[Collection entries]

►

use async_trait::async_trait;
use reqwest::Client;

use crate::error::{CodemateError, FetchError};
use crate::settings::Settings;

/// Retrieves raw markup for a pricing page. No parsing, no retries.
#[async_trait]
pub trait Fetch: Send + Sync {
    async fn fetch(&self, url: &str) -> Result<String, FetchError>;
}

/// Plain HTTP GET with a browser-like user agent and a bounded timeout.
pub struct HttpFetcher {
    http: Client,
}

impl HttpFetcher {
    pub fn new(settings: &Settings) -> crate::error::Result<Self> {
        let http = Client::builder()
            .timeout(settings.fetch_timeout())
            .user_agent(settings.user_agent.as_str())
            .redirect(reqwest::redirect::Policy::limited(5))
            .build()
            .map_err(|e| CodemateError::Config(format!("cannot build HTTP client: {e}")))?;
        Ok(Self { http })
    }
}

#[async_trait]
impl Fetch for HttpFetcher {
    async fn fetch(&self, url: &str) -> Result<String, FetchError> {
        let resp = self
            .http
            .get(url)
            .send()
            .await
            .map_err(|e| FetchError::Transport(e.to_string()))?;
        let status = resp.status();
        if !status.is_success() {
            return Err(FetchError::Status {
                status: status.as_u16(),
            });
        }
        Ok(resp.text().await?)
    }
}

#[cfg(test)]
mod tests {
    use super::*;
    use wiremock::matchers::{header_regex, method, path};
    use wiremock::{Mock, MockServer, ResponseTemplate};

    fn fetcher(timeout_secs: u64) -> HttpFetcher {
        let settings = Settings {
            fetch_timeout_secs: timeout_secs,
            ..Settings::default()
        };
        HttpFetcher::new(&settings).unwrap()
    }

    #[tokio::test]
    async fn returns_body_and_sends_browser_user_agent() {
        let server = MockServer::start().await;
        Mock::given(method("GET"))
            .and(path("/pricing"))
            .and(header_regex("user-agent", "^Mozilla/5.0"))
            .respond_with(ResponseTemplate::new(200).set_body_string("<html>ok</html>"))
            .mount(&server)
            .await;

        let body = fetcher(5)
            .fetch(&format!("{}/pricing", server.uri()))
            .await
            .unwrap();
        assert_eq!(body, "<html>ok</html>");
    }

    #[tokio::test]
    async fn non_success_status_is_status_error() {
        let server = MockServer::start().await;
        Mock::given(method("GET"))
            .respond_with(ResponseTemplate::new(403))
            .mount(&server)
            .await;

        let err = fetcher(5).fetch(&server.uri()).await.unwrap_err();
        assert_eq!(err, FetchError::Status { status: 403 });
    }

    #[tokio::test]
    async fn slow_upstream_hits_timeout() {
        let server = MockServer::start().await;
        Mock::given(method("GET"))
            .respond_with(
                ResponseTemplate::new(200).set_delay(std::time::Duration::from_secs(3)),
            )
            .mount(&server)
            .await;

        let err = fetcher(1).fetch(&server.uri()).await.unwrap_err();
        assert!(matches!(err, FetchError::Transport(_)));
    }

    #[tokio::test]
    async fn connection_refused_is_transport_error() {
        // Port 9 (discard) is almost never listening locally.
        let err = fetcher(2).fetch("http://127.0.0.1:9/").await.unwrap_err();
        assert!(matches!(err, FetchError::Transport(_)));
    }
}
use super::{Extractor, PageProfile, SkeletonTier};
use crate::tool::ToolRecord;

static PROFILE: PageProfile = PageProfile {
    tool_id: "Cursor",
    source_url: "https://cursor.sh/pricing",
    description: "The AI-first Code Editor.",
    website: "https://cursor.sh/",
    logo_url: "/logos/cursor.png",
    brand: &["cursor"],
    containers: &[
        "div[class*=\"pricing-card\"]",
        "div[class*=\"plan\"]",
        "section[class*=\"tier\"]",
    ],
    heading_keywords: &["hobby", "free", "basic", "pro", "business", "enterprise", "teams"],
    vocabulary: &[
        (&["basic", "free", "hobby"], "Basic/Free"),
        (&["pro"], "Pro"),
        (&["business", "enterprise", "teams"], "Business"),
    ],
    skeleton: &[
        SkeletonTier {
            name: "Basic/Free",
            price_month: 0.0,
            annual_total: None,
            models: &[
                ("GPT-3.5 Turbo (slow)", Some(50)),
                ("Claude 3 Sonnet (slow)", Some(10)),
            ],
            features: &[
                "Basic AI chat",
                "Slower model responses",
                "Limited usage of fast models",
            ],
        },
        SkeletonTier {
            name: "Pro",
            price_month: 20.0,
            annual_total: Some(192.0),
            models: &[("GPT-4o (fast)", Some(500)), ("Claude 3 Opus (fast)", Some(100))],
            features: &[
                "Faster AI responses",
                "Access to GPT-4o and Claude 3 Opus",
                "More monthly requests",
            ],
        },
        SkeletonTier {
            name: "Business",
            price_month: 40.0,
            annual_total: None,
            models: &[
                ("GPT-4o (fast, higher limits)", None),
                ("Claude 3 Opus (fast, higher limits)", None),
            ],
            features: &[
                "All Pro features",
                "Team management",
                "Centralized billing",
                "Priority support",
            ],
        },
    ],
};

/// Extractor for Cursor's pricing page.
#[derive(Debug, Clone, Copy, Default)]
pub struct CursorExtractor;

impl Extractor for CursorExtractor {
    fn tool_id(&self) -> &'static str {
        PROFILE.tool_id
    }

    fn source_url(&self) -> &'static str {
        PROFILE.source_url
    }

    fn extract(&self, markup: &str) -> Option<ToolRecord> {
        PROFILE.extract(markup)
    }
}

◄

> Aim of the task:
Write the records out once more. Change nothing.

> Result of the task:
use async_trait::async_trait;
use reqwest::Client;

use crate::error::{CodemateError, FetchError};
use crate::settings::Settings;

/// Retrieves raw markup for a pricing page. No parsing, no retries.
#[async_trait]
pub trait Fetch: Send + Sync {
    async fn fetch(&self, url: &str) -> Result<String, FetchError>;
}

/// Plain HTTP GET with a browser-like user agent and a bounded timeout.
pub struct HttpFetcher {
    http: Client,
}

impl HttpFetcher {
    pub fn new(settings: &Settings) -> crate::error::Result<Self> {
        let http = Client::builder()
            .timeout(settings.fetch_timeout())
            .user_agent(settings.user_agent.as_str())
            .redirect(reqwest::redirect::Policy::limited(5))
            .build()
            .map_err(|e| CodemateError::Config(format!("cannot build HTTP client: {e}")))?;
        Ok(Self { http })
    }
}

#[async_trait]
impl Fetch for HttpFetcher {
    async fn fetch(&self, url: &str) -> Result<String, FetchError> {
        let resp = self
            .http
            .get(url)
            .send()
            .await
            .map_err(|e| FetchError::Transport(e.to_string()))?;
        let status = resp.status();
        if !status.is_success() {
            return Err(FetchError::Status {
                status: status.as_u16(),
            });
        }
        Ok(resp.text().await?)
    }
}

#[cfg(test)]
mod tests {
    use super::*;
    use wiremock::matchers::{header_regex, method, path};
    use wiremock::{Mock, MockServer, ResponseTemplate};

    fn fetcher(timeout_secs: u64) -> HttpFetcher {
        let settings = Settings {
            fetch_timeout_secs: timeout_secs,
            ..Settings::default()
        };
        HttpFetcher::new(&settings).unwrap()
    }

    #[tokio::test]
    async fn returns_body_and_sends_browser_user_agent() {
        let server = MockServer::start().await;
        Mock::given(method("GET"))
            .and(path("/pricing"))
            .and(header_regex("user-agent", "^Mozilla/5.0"))
            .respond_with(ResponseTemplate::new(200).set_body_string("<html>ok</html>"))
            .mount(&server)
            .await;

        let body = fetcher(5)
            .fetch(&format!("{}/pricing", server.uri()))
            .await
            .unwrap();
        assert_eq!(body, "<html>ok</html>");
    }

    #[tokio::test]
    async fn non_success_status_is_status_error() {
        let server = MockServer::start().await;
        Mock::given(method("GET"))
            .respond_with(ResponseTemplate::new(403))
            .mount(&server)
            .await;

        let err = fetcher(5).fetch(&server.uri()).await.unwrap_err();
        assert_eq!(err, FetchError::Status { status: 403 });
    }

    #[tokio::test]
    async fn slow_upstream_hits_timeout() {
        let server = MockServer::start().await;
        Mock::given(method("GET"))
            .respond_with(
                ResponseTemplate::new(200).set_delay(std::time::Duration::from_secs(3)),
            )
            .mount(&server)
            .await;

        let err = fetcher(1).fetch(&server.uri()).await.unwrap_err();
        assert!(matches!(err, FetchError::Transport(_)));
    }

    #[tokio::test]
    async fn connection_refused_is_transport_error() {
        // Port 9 (discard) is almost never listening locally.
        let err = fetcher(2).fetch("http://127.0.0.1:9/").await.unwrap_err();
        assert!(matches!(err, FetchError::Transport(_)));
    }
}
use super::{Extractor, PageProfile, SkeletonTier};
use crate::tool::ToolRecord;

static PROFILE: PageProfile = PageProfile {
    tool_id: "Cursor",
    source_url: "https://cursor.sh/pricing",
    description: "The AI-first Code Editor.",
    website: "https://cursor.sh/",
    logo_url: "/logos/cursor.png",
    brand: &["cursor"],
    containers: &[
        "div[class*=\"pricing-card\"]",
        "div[class*=\"plan\"]",
        "section[class*=\"tier\"]",
    ],
    heading_keywords: &["hobby", "free", "basic", "pro", "business", "enterprise", "teams"],
    vocabulary: &[
        (&["basic", "free", "hobby"], "Basic/Free"),
        (&["pro"], "Pro"),
        (&["business", "enterprise", "teams"], "Business"),
    ],
    skeleton: &[
        SkeletonTier {
            name: "Basic/Free",
            price_month: 0.0,
            annual_total: None,
            models: &[
                ("GPT-3.5 Turbo (slow)", Some(50)),
                ("Claude 3 Sonnet (slow)", Some(10)),
            ],
            features: &[
                "Basic AI chat",
                "Slower model responses",
                "Limited usage of fast models",
            ],
        },
        SkeletonTier {
            name: "Pro",
            price_month: 20.0,
            annual_total: Some(192.0),
            models: &[("GPT-4o (fast)", Some(500)), ("Claude 3 Opus (fast)", Some(100))],
            features: &[
                "Faster AI responses",
                "Access to GPT-4o and Claude 3 Opus",
                "More monthly requests",
            ],
        },
        SkeletonTier {
            name: "Business",
            price_month: 40.0,
            annual_total: None,
            models: &[
                ("GPT-4o (fast, higher limits)", None),
                ("Claude 3 Opus (fast, higher limits)", None),
            ],
            features: &[
                "All Pro features",
                "Team management",
                "Centralized billing",
                "Priority support",
            ],
        },
    ],
};

/// Extractor for Cursor's pricing page.
#[derive(Debug, Clone, Copy, Default)]
pub struct CursorExtractor;

impl Extractor for CursorExtractor {
    fn tool_id(&self) -> &'static str {
        PROFILE.tool_id
    }

    fn source_url(&self) -> &'static str {
        PROFILE.source_url
    }

    fn extract(&self, markup: &str) -> Option<ToolRecord> {
        PROFILE.extract(markup)
    }
}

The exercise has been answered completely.